StackOverflow is becoming the go-to place for technical Q&A. Is it becoming an indicator of future technology trends?

No, of course not.

The only thing this proves is that more people who use Qt ask/answer questions on Stack Overflow than do people who use GTK. It doesn't prove that no one uses GTK anymore or that Qt is more popular.

This is as silly as the people who ask "Why are there so many questions about C# on Stack Overflow?", and then go on to attribute it to either a Microsoft-led conspiracy or the fact that since people have so many questions about C# that it must be harder to use than any other language. It should really go without saying that both are quite obviously wrong.

If there's truth to this conjecture then perhaps GTK will be generally legacy code a generation from now?

This is basically nonsense to my ears, too. First off, we don't really know what "a generation" is when it comes to technology, much less programming languages. Second, as you mention, GTK will still have important applications, like for applications programmed in C (rather than C++, as required by Qt). Third, the designator of "legacy code" is basically worthless. Who decides when something is "legacy"? Is it the people who are still working on those projects and wish they weren't? Is it the people who are pushing the latest and greatest technology that replaces it? Is it someone on the Internet with a popular blog?

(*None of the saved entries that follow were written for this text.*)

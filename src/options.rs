use std::sync::Arc;

use crate::{Offset, ScrollInfo};

/// Default horizontal line scroll distance, in pixels.
pub const DEFAULT_HORIZONTAL_LINE: f64 = 32.0;
/// Default number of lines a single wheel notch scrolls.
pub const DEFAULT_WHEEL_LINES: u32 = 3;

/// A callback fired whenever the offset, viewport or extent changes, so an external scrollbar
/// can repaint.
pub type OnScrollInfoChanged = Arc<dyn Fn(ScrollInfo) + Send + Sync>;

/// A callback fired when the layout needs a new measure pass (e.g. after a scroll).
///
/// The layout never re-measures on its own; the host schedules the pass.
pub type OnInvalidateMeasure = Arc<dyn Fn() + Send + Sync>;

/// Configuration for [`crate::FixedStackLayout`].
///
/// Cheap to clone: hooks are stored in `Arc`s.
pub struct LayoutOptions {
    /// Height of every item. Must be finite and positive, otherwise the layout runs as a
    /// pass-through and realizes nothing.
    pub item_height: f64,
    /// Horizontal distance of a line left/right command.
    pub horizontal_line: f64,
    /// Lines scrolled per wheel notch.
    pub wheel_lines: u32,
    pub can_scroll_horizontally: bool,
    pub can_scroll_vertically: bool,
    /// Offset requested before the first measure pass. It is clamped once an extent is known.
    pub initial_offset: Offset,
    pub on_scroll_info_changed: Option<OnScrollInfoChanged>,
    pub on_invalidate_measure: Option<OnInvalidateMeasure>,
}

impl Clone for LayoutOptions {
    fn clone(&self) -> Self {
        Self {
            item_height: self.item_height,
            horizontal_line: self.horizontal_line,
            wheel_lines: self.wheel_lines,
            can_scroll_horizontally: self.can_scroll_horizontally,
            can_scroll_vertically: self.can_scroll_vertically,
            initial_offset: self.initial_offset,
            on_scroll_info_changed: self.on_scroll_info_changed.clone(),
            on_invalidate_measure: self.on_invalidate_measure.clone(),
        }
    }
}

impl LayoutOptions {
    pub fn new(item_height: f64) -> Self {
        Self {
            item_height,
            horizontal_line: DEFAULT_HORIZONTAL_LINE,
            wheel_lines: DEFAULT_WHEEL_LINES,
            can_scroll_horizontally: true,
            can_scroll_vertically: true,
            initial_offset: Offset::ZERO,
            on_scroll_info_changed: None,
            on_invalidate_measure: None,
        }
    }

    /// Returns `true` when `item_height` can drive virtualization.
    pub fn has_valid_item_height(&self) -> bool {
        self.item_height.is_finite() && self.item_height > 0.0
    }

    pub fn with_item_height(mut self, item_height: f64) -> Self {
        self.item_height = item_height;
        self
    }

    pub fn with_horizontal_line(mut self, horizontal_line: f64) -> Self {
        self.horizontal_line = horizontal_line;
        self
    }

    pub fn with_wheel_lines(mut self, wheel_lines: u32) -> Self {
        self.wheel_lines = wheel_lines;
        self
    }

    pub fn with_scroll_axes(mut self, horizontal: bool, vertical: bool) -> Self {
        self.can_scroll_horizontally = horizontal;
        self.can_scroll_vertically = vertical;
        self
    }

    pub fn with_initial_offset(mut self, initial_offset: Offset) -> Self {
        self.initial_offset = initial_offset;
        self
    }

    pub fn with_on_scroll_info_changed(
        mut self,
        f: Option<impl Fn(ScrollInfo) + Send + Sync + 'static>,
    ) -> Self {
        self.on_scroll_info_changed = f.map(|f| Arc::new(f) as _);
        self
    }

    pub fn with_on_invalidate_measure(
        mut self,
        f: Option<impl Fn() + Send + Sync + 'static>,
    ) -> Self {
        self.on_invalidate_measure = f.map(|f| Arc::new(f) as _);
        self
    }
}

impl core::fmt::Debug for LayoutOptions {
    fn fmt(&self, f: &mut core::fmt::Formatter<'_>) -> core::fmt::Result {
        f.debug_struct("LayoutOptions")
            .field("item_height", &self.item_height)
            .field("horizontal_line", &self.horizontal_line)
            .field("wheel_lines", &self.wheel_lines)
            .field("can_scroll_horizontally", &self.can_scroll_horizontally)
            .field("can_scroll_vertically", &self.can_scroll_vertically)
            .field("initial_offset", &self.initial_offset)
            .finish_non_exhaustive()
    }
}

There's no brightline for when to ascribe "legacy" status to a particular technology, and doing so doesn't make much sense, either. If GTK still works for you, keep using it. If it doesn't, it might be time to investigate alternative solutions. Drawing conclusions like this "a generation" in the future isn't particularly worthwhile anyway, as there's no reason to suspect that another company won't release the next greatest GUI framework for C++ that overtakes Qt and renders it "obsolete" or "legacy" or whatever.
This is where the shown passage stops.